### TASK TO CARRY OUT
Keep every line of the data below that has the string "Time" and present those lines.

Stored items
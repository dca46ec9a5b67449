//! End-to-end pipeline scenarios over mixed-format, mixed-frequency
//! datasets.

use approx::assert_relative_eq;
use marasi::pipeline::{DatasetInput, analyze};
use marasi::{Aggregation, FieldMapping, Quarter, RawSeries};
use serde_json::json;

fn q(year: i32, quarter: u8) -> Quarter {
    Quarter::new(year, quarter).unwrap()
}

/// Mixed label formats, annual fan-out, daily dates, and grouped CPI all
/// land on one quarterly index.
#[test]
fn mixed_frequency_datasets_align_on_one_index() {
    let rentals = DatasetInput::new(
        RawSeries::from_values(
            "rentals",
            vec![
                json!({"Quarter": "2021Q1", "Average Rent": 5000.0}),
                json!({"Quarter": "Q2-2021", "Average Rent": 5100.0}),
                json!({"Quarter": "2021Q3", "Average Rent": 5300.0}),
                json!({"Quarter": "2021Q4", "Average Rent": 5400.0}),
            ],
        )
        .unwrap(),
        FieldMapping::new("Quarter", "Average Rent"),
        Aggregation::Mean,
    );

    let population = DatasetInput::new(
        RawSeries::from_values(
            "population",
            vec![json!({"Year": 2021, "Value": 3_500_000.0})],
        )
        .unwrap(),
        FieldMapping::new("Year", "Value"),
        Aggregation::Mean,
    );

    let fx = DatasetInput::new(
        RawSeries::from_values(
            "exchange_rate",
            vec![
                json!({"Date": "2021-01-05", "Value": 3.671}),
                json!({"Date": "2021-02-10", "Value": 3.673}),
                json!({"Date": "2021-07-20", "Value": 3.675}),
            ],
        )
        .unwrap(),
        FieldMapping::new("Date", "Value"),
        Aggregation::Mean,
    );

    let cpi = DatasetInput::new(
        RawSeries::from_values(
            "cpi",
            vec![
                json!({"Time Period": "2021-01-31", "Value": 104.0, "CPI Division": "Housing"}),
                json!({"Time Period": "2021-02-28", "Value": 104.5, "CPI Division": "Housing"}),
                json!({"Time Period": "2021-04-30", "Value": 105.0, "CPI Division": "Housing"}),
            ],
        )
        .unwrap(),
        FieldMapping::new("Time Period", "Value").with_group("CPI Division"),
        Aggregation::Mean,
    );

    let report = analyze(vec![rentals, population, fx, cpi]).unwrap();

    // Everything spans 2021Q1..2021Q4.
    assert_eq!(report.table.span(), (q(2021, 1), q(2021, 4)));
    assert_eq!(report.table.len(), 4);
    assert_eq!(
        report.table.columns(),
        [
            "rentals_Average_Rent",
            "population_Value",
            "exchange_rate_Value",
            "cpi_Value_Housing",
        ]
    );

    // Daily FX aggregated to a quarterly mean.
    let fx_values = report.table.values("exchange_rate_Value").unwrap();
    assert_relative_eq!(fx_values[0].unwrap(), 3.672);
    assert_relative_eq!(fx_values[2].unwrap(), 3.675);
    assert_eq!(fx_values[3], None);

    // Monthly CPI averaged within each quarter.
    let cpi_values = report.table.values("cpi_Value_Housing").unwrap();
    assert_relative_eq!(cpi_values[0].unwrap(), 104.25);
    assert_relative_eq!(cpi_values[1].unwrap(), 105.0);

    // Annual population fanned out to all four quarters.
    let pop_values = report.table.values("population_Value").unwrap();
    assert!(pop_values.iter().all(|v| *v == Some(3_500_000.0)));

    assert!(report.omissions.is_empty());
}

/// Disjoint spans unify onto the union calendar with explicit leading and
/// trailing gaps.
#[test]
fn disjoint_spans_unify_to_union_calendar() {
    let gdp_rows = Quarter::span(q(2020, 1), q(2021, 4))
        .iter()
        .enumerate()
        .map(|(i, quarter)| json!({"Time Period": quarter.label(), "Value": 100.0 + i as f64}))
        .collect();
    let rent_rows = Quarter::span(q(2019, 3), q(2020, 2))
        .iter()
        .enumerate()
        .map(|(i, quarter)| json!({"Quarter": quarter.label(), "Average Rent": 5000.0 + i as f64}))
        .collect();

    let report = analyze(vec![
        DatasetInput::new(
            RawSeries::from_values("gdp", gdp_rows).unwrap(),
            FieldMapping::new("Time Period", "Value"),
            Aggregation::Mean,
        ),
        DatasetInput::new(
            RawSeries::from_values("rentals", rent_rows).unwrap(),
            FieldMapping::new("Quarter", "Average Rent"),
            Aggregation::Mean,
        ),
    ])
    .unwrap();

    assert_eq!(report.table.len(), 10);
    assert_eq!(report.table.span(), (q(2019, 3), q(2021, 4)));

    let gdp = report.table.values("gdp_Value").unwrap();
    assert_eq!(gdp[0], None); // 2019Q3
    assert_eq!(gdp[1], None); // 2019Q4
    assert!(gdp[2].is_some()); // 2020Q1

    // Coverage reflects the gaps: GDP observed 8 of 10 quarters.
    let gdp_coverage = report
        .coverage
        .columns
        .iter()
        .find(|c| c.name == "gdp_Value")
        .unwrap();
    assert_eq!(gdp_coverage.observed, 8);
    assert_relative_eq!(gdp_coverage.completeness, 80.0);
}

/// The ranked insights carry the narrative labels the dashboard shows.
#[test]
fn insights_rank_and_label_factor_pairs() {
    let base = [1.0, 2.0, 3.0, 4.0, 5.0];
    let make = |name: &str, period_field: &str, value_field: &str, f: &dyn Fn(f64) -> f64| {
        let rows = base
            .iter()
            .enumerate()
            .map(|(i, v)| {
                let quarter = q(2020 + i as i32 / 4, (i % 4) as u8 + 1);
                json!({period_field: quarter.label(), value_field: f(*v)})
            })
            .collect();
        DatasetInput::new(
            RawSeries::from_values(name, rows).unwrap(),
            FieldMapping::new(period_field, value_field),
            Aggregation::Mean,
        )
    };

    let report = analyze(vec![
        make("rentals", "Quarter", "Average Rent", &|v| 5000.0 + v * 100.0),
        make("gdp", "Time Period", "Value", &|v| 100.0 + v * 2.0),
        make("vacancy", "Quarter", "Rate", &|v| 20.0 - v * 3.0),
    ])
    .unwrap();

    // All three series are affine in the same base: every pair is exact.
    assert_eq!(report.insights.len(), 3);
    for pair in &report.insights {
        assert_relative_eq!(pair.r.abs(), 1.0);
    }

    let rent_vs_vacancy = report
        .insights
        .iter()
        .find(|p| p.left == "rentals_Average_Rent" && p.right == "vacancy_Rate")
        .unwrap();
    assert_relative_eq!(rent_vs_vacancy.r, -1.0);
    assert_eq!(rent_vs_vacancy.to_string(), "Strong negative correlation: -1.00");

    // Top-k is a plain slice of the ranked list.
    let top2: Vec<_> = report.insights.iter().take(2).collect();
    assert_eq!(top2.len(), 2);
}

/// Correlation of unrelated pairs is unaffected by a third column's gaps,
/// end to end.
#[test]
fn pairwise_complete_policy_end_to_end() {
    let full = |name: &str, field: &str, values: &[f64]| {
        let rows = values
            .iter()
            .enumerate()
            .map(|(i, v)| json!({"Quarter": q(2021, (i % 4) as u8 + 1).label(), field: v}))
            .collect();
        DatasetInput::new(
            RawSeries::from_values(name, rows).unwrap(),
            FieldMapping::new("Quarter", field),
            Aggregation::Mean,
        )
    };

    let gappy = DatasetInput::new(
        RawSeries::from_values(
            "sparse",
            vec![
                json!({"Quarter": "2021Q1", "Value": 9.0}),
                json!({"Quarter": "2021Q4", "Value": 1.0}),
            ],
        )
        .unwrap(),
        FieldMapping::new("Quarter", "Value"),
        Aggregation::Mean,
    );

    let with_sparse = analyze(vec![
        full("a", "Value", &[1.0, 2.0, 4.0, 8.0]),
        full("b", "Amount", &[2.0, 3.0, 5.0, 7.0]),
        gappy,
    ])
    .unwrap();
    let without_sparse = analyze(vec![
        full("a", "Value", &[1.0, 2.0, 4.0, 8.0]),
        full("b", "Amount", &[2.0, 3.0, 5.0, 7.0]),
    ])
    .unwrap();

    let r1 = with_sparse
        .correlation
        .by_name("a_Value", "b_Amount")
        .unwrap();
    let r2 = without_sparse
        .correlation
        .by_name("a_Value", "b_Amount")
        .unwrap();
    assert_relative_eq!(r1, r2);
}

### ANSWER SECTION
                json!({"Time Period": "2021-01-31", "Value": 104.0, "CPI Division": "Housing"}),
                json!({"Time Period": "2021-02-28", "Value": 104.5, "CPI Division": "Housing"}),
                json!({"Time Period": "2021-04-30", "Value": 105.0, "CPI Division": "Housing"}),
        FieldMapping::new("Time Period", "Value").with_group("CPI Division"),
        .map(|(i, quarter)| json!({"Time Period": quarter.label(), "Value": 100.0 + i as f64}))
            FieldMapping::new("Time Period", "Value"),
        make("gdp", "Time Period", "Value", &|v| 100.0 + v * 2.0),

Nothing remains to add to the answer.